In 2001 Britain saw another summer of rioting in its cities, in Oldham on May 26th, Leeds on June 5th, Burnley on June 23rd, and Bradford on July 7th. Although comparable to those of 1981 and 1985, in significant ways these 'riots' were quite different from earlier years, and mark a new departure in Britain’s racial politics. In this paper we focus in particular on the Bradford riot of July 7th 2001 and specifically the views of the local South Asian community.

Britain has witnessed sequences of 'riots' involving racial factors since the late 1950s, when Whites and African Caribbeans fought in Nottingham and in Notting Hill, London (Fryer, 1984:376-81; Ramdin, 1987: 204-10).
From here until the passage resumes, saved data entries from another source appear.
use hvx_core::{HvxError, Pa, ProcessId};

/// Error types for the in-memory driver.
#[derive(thiserror::Error, Debug)]
pub enum MemoryDriverError {
    /// No frame backs the physical address.
    #[error("Frame not present ({0})")]
    FrameNotPresent(Pa),

    /// The frame does not allow the requested access.
    #[error("Access denied ({0})")]
    AccessDenied(Pa),

    /// The access runs past the end of the frame.
    #[error("Access crosses frame boundary ({0}, len: {1})")]
    CrossesFrame(Pa, usize),

    /// The process does not exist.
    #[error("Process not found ({0})")]
    ProcessNotFound(ProcessId),
}

impl From<MemoryDriverError> for HvxError {
    fn from(value: MemoryDriverError) -> Self {
        HvxError::driver(value)
    }
}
The 'riots' of 1981 and 1985 have been seen by subsequent commentators as community insurrections against the police. The antecedents on those occasions involved heavy policing of predominant African Caribbean communities.  Furthermore, of particular relevance here was the 'riot', which took place in Manningham, Bradford on 10—12th June 1995, mainly involving South Asians. This was again popularly blamed on heavy policing, although the official reports simply blamed it on 'anti-social' individuals (The Bradford Commission Report, 1996: 11).  The 'riots' of 2001 are more complex: whilst there are characteristics similar to those before where policing is involved, other factors have also emerged.  There are both elements of 1950s-style race 'riots' with South Asians and Whites attacking each other's properties, and collaboration between Whites and South Asians confronting the police as a common adversary.  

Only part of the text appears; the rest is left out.